America is a remarkable country, and a remarkable idea: as much a spiritual promise as it is a geographical area. By this I don’t mean the evangelical exceptionalism of those who think that America or her citizens are especially chosen by God. What I mean is the promise of self-creation, the notion that in ‘America’ one has the freedom, power, and natural right to conceive of a self that one would like to be, and then to be it.

The idea of one’s self resides in one’s imagination. The various forms these selves take—the infinite variety of heroism one might imagine—furnishes the mind with innumerable possibilities. A person can imagine any self that they want to be. Even in chains, a person can dream of freeing themselves. Plato dreamt of the hero-philosopher freeing himself from the shadows of his cave. (Click to watch Orson Welles’s psychedelic 1973 adaptation of Plato’s timeless ‘allegory of the cave’)

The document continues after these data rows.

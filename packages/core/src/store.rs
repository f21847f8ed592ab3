//! In-memory benchmark record store.
//!
//! `InMemoryBenchmarkStore` holds an immutable list of normalized
//! `BenchmarkRecord`s, typically loaded once at startup from a JSON export
//! produced by the ingestion step. Queries filter the resident list and
//! never mutate it, so the store is shared behind a plain `Arc`.

use std::path::Path;

use async_trait::async_trait;

use crate::benchmark::{
    filter::select,
    source::{options_from_records, BenchmarkSource},
    BenchmarkFilter, BenchmarkRecord, FilterOptions, SourceError,
};

/// Read-only in-memory store of benchmark records.
#[derive(Debug, Default)]
pub struct InMemoryBenchmarkStore {
    records: Vec<BenchmarkRecord>,
}

impl InMemoryBenchmarkStore {
    /// Build a store from `records`, normalizing dimension values and
    /// skipping records whose fee is negative or not a number.
    pub fn new(records: Vec<BenchmarkRecord>) -> Self {
        let total = records.len();
        let records: Vec<BenchmarkRecord> = records
            .into_iter()
            .filter(|record| record.fee_amount.is_finite() && record.fee_amount >= 0.0)
            .map(|mut record| {
                record.dimensions.normalize();
                record
            })
            .collect();

        if records.len() < total {
            tracing::warn!(
                "Skipped {} records with an invalid fee amount",
                total - records.len()
            );
        }

        Self { records }
    }

    /// Load a JSON array of records from `path`.
    pub fn from_json_file(path: impl AsRef<Path>) -> Result<Self, SourceError> {
        let path = path.as_ref();
        let raw = std::fs::read_to_string(path)?;
        let records: Vec<BenchmarkRecord> = serde_json::from_str(&raw).map_err(|err| {
            SourceError::format(format!("{}: {}", path.display(), err))
        })?;

        tracing::info!("Loaded {} benchmark records from {}", records.len(), path.display());
        Ok(Self::new(records))
    }

    pub fn records(&self) -> &[BenchmarkRecord] {
        &self.records
    }

    /// Number of records currently held.
    pub fn len(&self) -> usize {
        self.records.len()
    }

    pub fn is_empty(&self) -> bool {
        self.records.is_empty()
    }
}

#[async_trait]
impl BenchmarkSource for InMemoryBenchmarkStore {
    async fn fetch_matching(
        &self,
        filter: &BenchmarkFilter,
    ) -> Result<Vec<BenchmarkRecord>, SourceError> {
        Ok(select(&self.records, filter).cloned().collect())
    }

    async fn filter_options(&self, state: Option<&str>) -> Result<FilterOptions, SourceError> {
        Ok(options_from_records(&self.records, state))
    }

    fn source_name(&self) -> &str {
        "memory"
    }
}

#[cfg(test)]
mod tests {
    use super::*;
    use crate::benchmark::{Dimensions, Period};

    fn make_record(ack_id: &str, state: &str, size: &str, fee_amount: f64) -> BenchmarkRecord {
        BenchmarkRecord {
            ack_id: ack_id.to_string(),
            sponsor_name: None,
            plan_name: None,
            carrier_name: None,
            dimensions: Dimensions {
                state: Some(state.to_string()),
                city: None,
                business_type: None,
                company_size: Some(size.to_string()),
            },
            period: Period::year(2024),
            fee_amount,
        }
    }

    // ---- construction ----

    #[test]
    fn new_store_is_empty() {
        let store = InMemoryBenchmarkStore::default();
        assert!(store.is_empty());
        assert_eq!(store.len(), 0);
    }

    #[test]
    fn new_skips_negative_and_nan_fees() {
        let store = InMemoryBenchmarkStore::new(vec![
            make_record("a", "TX", "150", 100.0),
            make_record("b", "TX", "150", -5.0),
            make_record("c", "TX", "150", f64::NAN),
        ]);
        assert_eq!(store.len(), 1);
        assert_eq!(store.records()[0].ack_id, "a");
    }

    #[test]
    fn new_canonicalizes_numeric_dimensions() {
        let store = InMemoryBenchmarkStore::new(vec![make_record("a", " TX ", "0150", 100.0)]);
        let dims = &store.records()[0].dimensions;
        assert_eq!(dims.company_size.as_deref(), Some("150"));
        assert_eq!(dims.state.as_deref(), Some("TX"));
    }

    #[test]
    fn from_json_file_reports_format_errors() {
        let path = std::env::temp_dir().join("plan_fee_benchmark_bad_records.json");
        std::fs::write(&path, "{ not json").unwrap();

        let result = InMemoryBenchmarkStore::from_json_file(&path);
        assert!(matches!(result, Err(SourceError::Format { .. })));

        let _ = std::fs::remove_file(&path);
    }

    #[test]
    fn from_json_file_missing_file_is_io_error() {
        let result = InMemoryBenchmarkStore::from_json_file("/nonexistent/records.json");
        assert!(matches!(result, Err(SourceError::Io(_))));
    }

    // ---- fetch_matching ----

    #[tokio::test]
    async fn fetch_matching_preserves_load_order() {
        let store = InMemoryBenchmarkStore::new(vec![
            make_record("z", "TX", "150", 300.0),
            make_record("a", "CA", "150", 100.0),
            make_record("m", "TX", "200", 200.0),
        ]);

        let fetched = store
            .fetch_matching(&BenchmarkFilter::new().with_state("TX"))
            .await
            .unwrap();

        let ids: Vec<&str> = fetched.iter().map(|r| r.ack_id.as_str()).collect();
        assert_eq!(ids, vec!["z", "m"]);
    }

    #[tokio::test]
    async fn fetch_matching_numeric_axis_matches_canonical_value() {
        let store = InMemoryBenchmarkStore::new(vec![make_record("a", "TX", "0150", 100.0)]);
        let filter = BenchmarkFilter::new().with_company_size(150);

        assert_eq!(store.fetch_matching(&filter).await.unwrap().len(), 1);
    }

    // ---- filter_options ----

    #[tokio::test]
    async fn filter_options_sorts_sizes_numerically() {
        let store = InMemoryBenchmarkStore::new(vec![
            make_record("a", "TX", "1000", 1.0),
            make_record("b", "TX", "25", 1.0),
            make_record("c", "CA", "150", 1.0),
            make_record("d", "CA", "25", 1.0),
        ]);

        let options = store.filter_options(None).await.unwrap();
        assert_eq!(options.states, vec!["CA", "TX"]);
        assert_eq!(options.company_sizes, vec!["25", "150", "1000"]);
    }
}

One human agony is to have an ideal that can’t be realized. How many children cry when they learn that they don’t have what it takes to be a ballerina or play point guard for the Lakers? What of the writer with a brilliant manuscript that no one will publish because, despite excellent content, the work isn’t marketable? Does one break it to the poor soul that the odds are against them? That they are in the minority—or on the losing side? That they have failed? How long does one nurse such dreams? When does one throw in the towel? In other words, despite one’s hope, the weight of physical reality can kill one’s dream.

American Dreams 

Is it heroic to insist on a dream?  Or foolish?

The happiest state is when one’s dream becomes real. America promises us this can happen. It’s the place where one can think of what one wants to be and become that thing. When this promise is betrayed one feels more than social anguish. One feels a spiritual wound—not merely a wound to one’s person, or race, but a wound to the soul and promise of life itself; for we, as beings of love want, by our nature, to express that love as creatively and vitally as possible by sharing, participating, defining for ourselves—and becoming—who and what we are.

So, when it looks like the land that promises to cradle such profound, fragile, and essential spiritual activity has drifted from its promise, our experience is like being betrayed by a parent, a teacher, or a friend.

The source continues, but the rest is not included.